Abramson, A. (2021) Capturing the benefits of remote learning American Psychological Association, Vol. 52, No.6
There have been many criticisms of the move to remote learning during the pandemic for students in schools, but there also appear to have been some unexpected benefits. This article looks at these from a psychological point of view, and how some of these benefits could be continued post-pandemic. The article lists the following benefits:
More focus on mental health
‘Mental health is a prerequisite for learning rather than an extracurricular pursuit’. Because of physical distancing guidelines, school leaders had to find ways to deliver mental health services remotely, including via online referrals and teletherapy with school psychologists and counselors. Online scheduling and remote appointments make it easier for students to access mental health resources, and some students even enjoy virtual appointments more, as they can attend therapy in their own spaces rather than showing up in the counselor’s office. For older students, that level of comfort often leads to more productive, open conversations.
Autonomy as a key to motivation
Remote learning provided more flexibility for students in terms of how and when to study. They often had a wider choice of reading materials and could study at hours that they preferred. One strategy to encourage more autonomy is to post homework online on Sundays so students can work at their own pace during the week; another is to offer students a choice of high-interest projects that they can work on on their own.
Increased parental involvement in children’s learning
Many parents reported that the pandemic allowed them a better understanding of their child’s learning style, needs, or curriculum. Research has linked parental engagement in their middle schoolers’ education with greater measures of success (Hill and Tyson, 2009). Parents are as a result realizing how they can better partner with schools to ensure their kids’ well-being and academic success. Virtual school board meetings, virtual back-to-school information sessions, and virtual parenting workshops provide more flexibility for parents, especially those who cannot afford babysitters.

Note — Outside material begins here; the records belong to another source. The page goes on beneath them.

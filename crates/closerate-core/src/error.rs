//! Error types for `closerate-core`.
//!
//! Only request validation is a hard failure. Missing snapshots, absent
//! overrides and ambiguous titles are ordinary values, not errors.

use chrono::{DateTime, Utc};
use thiserror::Error;

#[derive(Debug, Error)]
pub enum Error {
  #[error("a start and end date are required")]
  MissingDateRange,

  #[error("start {start} is after end {end}")]
  InvalidDateRange {
    start: DateTime<Utc>,
    end:   DateTime<Utc>,
  },

  #[error("unknown {kind} status: {value:?}")]
  UnknownStatus { kind: &'static str, value: String },

  #[error("invalid classifier pattern: {0}")]
  InvalidPattern(#[from] regex::Error),

  #[error("serialization error: {0}")]
  Serialization(#[from] serde_json::Error),
}

pub type Result<T, E = Error> = std::result::Result<T, E>;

This is seen in the article as mainly a race issue: children studying at home avoid the racism and microaggressions that they suffer at school. As a result, many schools are considering how to continue supporting students at risk for bullying, including by restructuring the school environment.
More opportunities for special needs children
Parents of students with attention-deficit/hyperactivity disorder (ADHD) reported greater difficulties with remote learning. But some students with special learning needs thrived in an at-home learning environment. Reduced distractions at home may improve learning outcomes for some students with disabilities that impact attention in a group setting. On online learning platforms, it’s easier for kids with social anxiety or shyness to participate.

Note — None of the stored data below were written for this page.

#[cfg(test)]
mod tests {
  use std::sync::{
    Mutex,
    atomic::{AtomicUsize, Ordering},
  };

  use chrono::TimeZone;

  use super::*;
  use crate::{
    call::{Call, Participant},
    classify::Classifier,
    dedupe::Deduplicator,
    job::JobStatus,
    lifecycle::{
      EventSnapshot, EventStatus, Override, OverrideStatus, Source,
      SubscriptionSnapshot, SubscriptionStatus,
    },
    metrics::ManualClose,
    prospect::InternalDirectory,
    store,
  };

  #[derive(Debug, Error)]
  #[error("fake store failure")]
  struct FakeError;

  #[derive(Default)]
  struct FakeSources {
    calls:          Vec<Call>,
    subscriptions:  HashMap<String, SubscriptionSnapshot>,
    events:         HashMap<String, EventSnapshot>,
    overrides:      HashMap<String, Override>,
    failing_calls:  bool,
    failing_events: bool,
    slow_events:    bool,
    in_flight:      AtomicUsize,
    max_in_flight:  AtomicUsize,
  }

  impl store::Source for FakeSources {
    type Error = FakeError;
  }

  impl CallRepository for FakeSources {
    async fn list_sales_candidates(
      &self,
      rep: Option<&str>,
      start: DateTime<Utc>,
      end: DateTime<Utc>,
    ) -> Result<Vec<Call>, FakeError> {
      if self.failing_calls {
        return Err(FakeError);
      }
      Ok(
        self
          .calls
          .iter()
          .filter(|c| rep.is_none_or(|r| c.rep == r))
          .filter(|c| start <= c.datetime && c.datetime <= end)
          .cloned()
          .collect(),
      )
    }

    async fn list_reps(&self) -> Result<Vec<String>, FakeError> { Ok(vec![]) }
  }

  impl OverrideStore for FakeSources {
    async fn get_all(&self) -> Result<HashMap<String, Override>, FakeError> {
      Ok(self.overrides.clone())
    }

    async fn set_override(
      &self,
      _: String,
      _: OverrideStatus,
      _: Option<String>,
    ) -> Result<Override, FakeError> {
      Err(FakeError)
    }

    async fn clear_override(&self, _: String) -> Result<bool, FakeError> { Ok(false) }
  }

  impl SubscriptionSource for FakeSources {
    async fn get_status(
      &self,
      prospect: &ProspectKey,
    ) -> Result<Option<SubscriptionSnapshot>, FakeError> {
      let now = self.in_flight.fetch_add(1, Ordering::SeqCst) + 1;
      self.max_in_flight.fetch_max(now, Ordering::SeqCst);
      tokio::time::sleep(Duration::from_millis(5)).await;
      self.in_flight.fetch_sub(1, Ordering::SeqCst);
      Ok(self.subscriptions.get(prospect.as_str()).cloned())
    }
  }

  impl EventLogSource for FakeSources {
    async fn get_latest_status(
      &self,
      prospect: &ProspectKey,
    ) -> Result<Option<EventSnapshot>, FakeError> {
      if self.failing_events {
        return Err(FakeError);
      }
      if self.slow_events {
        tokio::time::sleep(Duration::from_secs(5)).await;
      }
      Ok(self.events.get(prospect.as_str()).cloned())
    }
  }

  impl ExclusionStore for FakeSources {
    async fn get_excluded_call_ids(&self) -> Result<HashSet<String>, FakeError> {
      Ok(HashSet::new())
    }

    async fn exclude_call(&self, _: String, _: Option<String>) -> Result<(), FakeError> {
      Ok(())
    }

    async fn include_call(&self, _: String) -> Result<bool, FakeError> { Ok(false) }
  }

  impl ManualCloseStore for FakeSources {
    async fn list(
      &self,
      _: DateTime<Utc>,
      _: DateTime<Utc>,
      _: Option<&str>,
    ) -> Result<Vec<ManualClose>, FakeError> {
      Ok(vec![])
    }

    async fn record_manual_close(&self, close: ManualClose) -> Result<ManualClose, FakeError> {
      Ok(close)
    }
  }

  #[derive(Default)]
  struct Recorder(Mutex<Vec<JobState>>);

  impl ProgressSink for Recorder {
    fn report(&self, state: &JobState) { self.0.lock().unwrap().push(state.clone()); }
  }

  fn day(d: u32) -> DateTime<Utc> {
    Utc.with_ymd_and_hms(2024, 1, d, 9, 0, 0).unwrap()
  }

  fn call(id: &str, d: u32, email: &str) -> Call {
    Call {
      id:               id.into(),
      title:            Some("Discovery call".into()),
      datetime:         day(d),
      rep:              "rep@acme.io".into(),
      duration_seconds: 1200,
      participants:     vec![
        Participant::with_email("rep@acme.io"),
        Participant::with_email(email),
      ],
      matched_email:    None,
    }
  }

  fn service(sources: FakeSources) -> MetricsService<FakeSources> {
    let calculator = MetricsCalculator::new(
      Classifier::default(),
      Deduplicator::new(InternalDirectory::new(["acme.io"], Vec::<String>::new())),
    );
    MetricsService::new(Arc::new(sources), calculator)
      .with_lookup_timeout(Duration::from_millis(50))
  }

  fn january(options: MetricsOptions) -> MetricsRequest {
    MetricsRequest {
      rep: Some("rep@acme.io".into()),
      start: Some(day(1)),
      end: Some(day(31)),
      options,
    }
  }

  fn sample_sources() -> FakeSources {
    FakeSources {
      calls: vec![
        call("jan-01", 1, "pat@lead.com"),
        call("jan-05", 5, "pat@lead.com"),
        call("jan-10", 10, "pat@lead.com"),
      ],
      subscriptions: HashMap::from([(
        "pat@lead.com".to_owned(),
        SubscriptionSnapshot {
          matched:     true,
          status:      SubscriptionStatus::Active,
          signup_date: Some(day(8)),
        },
      )]),
      ..FakeSources::default()
    }
  }

  #[tokio::test]
  async fn end_to_end_for_one_prospect() {
    let svc = service(sample_sources());
    let r = svc.compute(&january(MetricsOptions::default())).await.unwrap();

    assert_eq!(r.rep.as_deref(), Some("rep@acme.io"));
    assert_eq!(r.call_count, 1);
    assert_eq!(r.signup_count, 1);
    assert_eq!(r.active_count, 1);
    assert_eq!(r.signup_rate, 100);
    assert_eq!(r.active_rate, 100);
    assert_eq!(r.avg_days_to_signup, Some(7));
    assert_eq!(r.rows[0].id, "jan-01");
    assert_eq!(r.rows[0].source, Source::Subscription);
  }

  #[tokio::test]
  async fn missing_range_is_rejected_before_reading() {
    let svc = service(FakeSources { failing_calls: true, ..FakeSources::default() });
    let request = MetricsRequest { start: Some(day(1)), ..MetricsRequest::default() };
    let err = svc.compute(&request).await.unwrap_err();
    assert!(matches!(err, ServiceError::Invalid(crate::Error::MissingDateRange)));
  }

  #[tokio::test]
  async fn call_listing_failure_fails_the_run() {
    let svc = service(FakeSources { failing_calls: true, ..FakeSources::default() });
    let err = svc.compute(&january(MetricsOptions::default())).await.unwrap_err();
    assert!(matches!(err, ServiceError::Source(FakeError)));
  }

  #[tokio::test]
  async fn failing_event_lookup_degrades_to_unmatched() {
    let mut sources = sample_sources();
    sources.subscriptions.clear();
    sources.failing_events = true;
    let r = service(sources).compute(&january(MetricsOptions::default())).await.unwrap();
    assert_eq!(r.call_count, 1);
    assert_eq!(r.signup_count, 0);
    assert_eq!(r.rows[0].source, Source::None);
  }

  #[tokio::test]
  async fn timed_out_event_lookup_is_no_data() {
    let mut sources = sample_sources();
    sources.subscriptions.clear();
    sources.events.insert(
      "pat@lead.com".into(),
      EventSnapshot { status: EventStatus::Active, timestamp: day(3) },
    );
    sources.slow_events = true;
    let r = service(sources).compute(&january(MetricsOptions::default())).await.unwrap();
    assert_eq!(r.signup_count, 0);
    assert_eq!(r.rows[0].label, "unmatched");
  }

  #[tokio::test]
  async fn overrides_are_read_only_when_enabled() {
    let mut sources = sample_sources();
    sources.overrides.insert(
      "jan-01".into(),
      Override {
        call_id:    "jan-01".into(),
        status:     OverrideStatus::NoClose,
        notes:      None,
        updated_at: day(12),
      },
    );
    let svc = service(sources);

    let r = svc.compute(&january(MetricsOptions::default())).await.unwrap();
    assert_eq!(r.signup_count, 1);

    let options = MetricsOptions { use_manual_overrides: true, ..Default::default() };
    let r = svc.compute(&january(options)).await.unwrap();
    assert_eq!(r.signup_count, 0);
    assert_eq!(r.no_close_count, 1);
    assert!(r.rows[0].is_override);
  }

  #[tokio::test]
  async fn progress_is_reported_per_prospect() {
    let mut sources = sample_sources();
    sources.calls.push(call("other", 2, "sam@other.com"));
    let sink = Recorder::default();
    service(sources)
      .compute_with_progress(&january(MetricsOptions::default()), &sink)
      .await
      .unwrap();

    let states = sink.0.lock().unwrap();
    // start, total known, one per prospect, completion
    assert_eq!(states.len(), 5);
    assert_eq!(states[1].total, 2);
    assert!(states.iter().all(|s| s.job_id == states[0].job_id));
    let last = states.last().unwrap();
    assert_eq!(last.status, JobStatus::Completed);
    assert_eq!(last.processed, 2);
  }

  #[tokio::test]
  async fn failed_required_read_fails_the_job() {
    let sink = Recorder::default();
    let svc = service(FakeSources { failing_calls: true, ..FakeSources::default() });
    let err = svc
      .compute_with_progress(&january(MetricsOptions::default()), &sink)
      .await
      .unwrap_err();
    assert!(matches!(err, ServiceError::Source(FakeError)));

    let states = sink.0.lock().unwrap();
    let last = states.last().unwrap();
    assert_eq!(last.status, JobStatus::Failed);
    assert_eq!(last.error.as_deref(), Some("fake store failure"));
  }

  #[tokio::test]
  async fn configured_sink_is_used_by_compute() {
    let sink = Arc::new(Recorder::default());
    let svc = service(sample_sources()).with_progress(sink.clone());
    svc.compute(&january(MetricsOptions::default())).await.unwrap();
    assert_eq!(sink.0.lock().unwrap().last().map(|s| s.status), Some(JobStatus::Completed));
  }

  fn many_prospects() -> FakeSources {
    FakeSources {
      calls: (1..=4)
        .map(|d| call(&format!("c{d}"), d, &format!("lead{d}@other.com")))
        .collect(),
      ..FakeSources::default()
    }
  }

  #[tokio::test]
  async fn prospects_are_looked_up_concurrently() {
    let svc = service(many_prospects());
    let r = svc.compute(&january(MetricsOptions::default())).await.unwrap();
    assert_eq!(r.call_count, 4);
    assert_eq!(svc.sources().max_in_flight.load(Ordering::SeqCst), 4);
  }

  #[tokio::test]
  async fn lookup_concurrency_is_bounded() {
    let svc = service(many_prospects()).with_lookup_concurrency(1);
    svc.compute(&january(MetricsOptions::default())).await.unwrap();
    assert_eq!(svc.sources().max_in_flight.load(Ordering::SeqCst), 1);
  }
}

This article once again reinforces my view that different learners react differently to online learning. Some find it beneficial; others find it much less satisfactory than in-person schooling.
More importantly, I would like to see schools able to deal with these issues on campus and not avoid such problems by using online learning. Even students who like the autonomy of self-study also benefit from learning how to behave in social contexts. Bullying on campus needs to be dealt with and stamped out as far as possible; it is not a solution to avoid bullying by letting bullied students study at home, although I understand completely the feelings of those who are bullied who want to avoid this.
I know many teachers do not see their job as being social workers, but focused strictly on instruction and teaching. However, effective learning requires these psychological and social factors to be addressed – it’s an essential part of the job, whether students are studying online or at home. However, it is also good that online services can provide help for some students who otherwise struggle with in-person teaching and learning.
Hill, N. E., & Tyson, D. F., (2009) Parental involvement in middle school: a meta-analytic assessment of the strategies that promote achievement Developmental Psychology, Vol. 45, No. 3.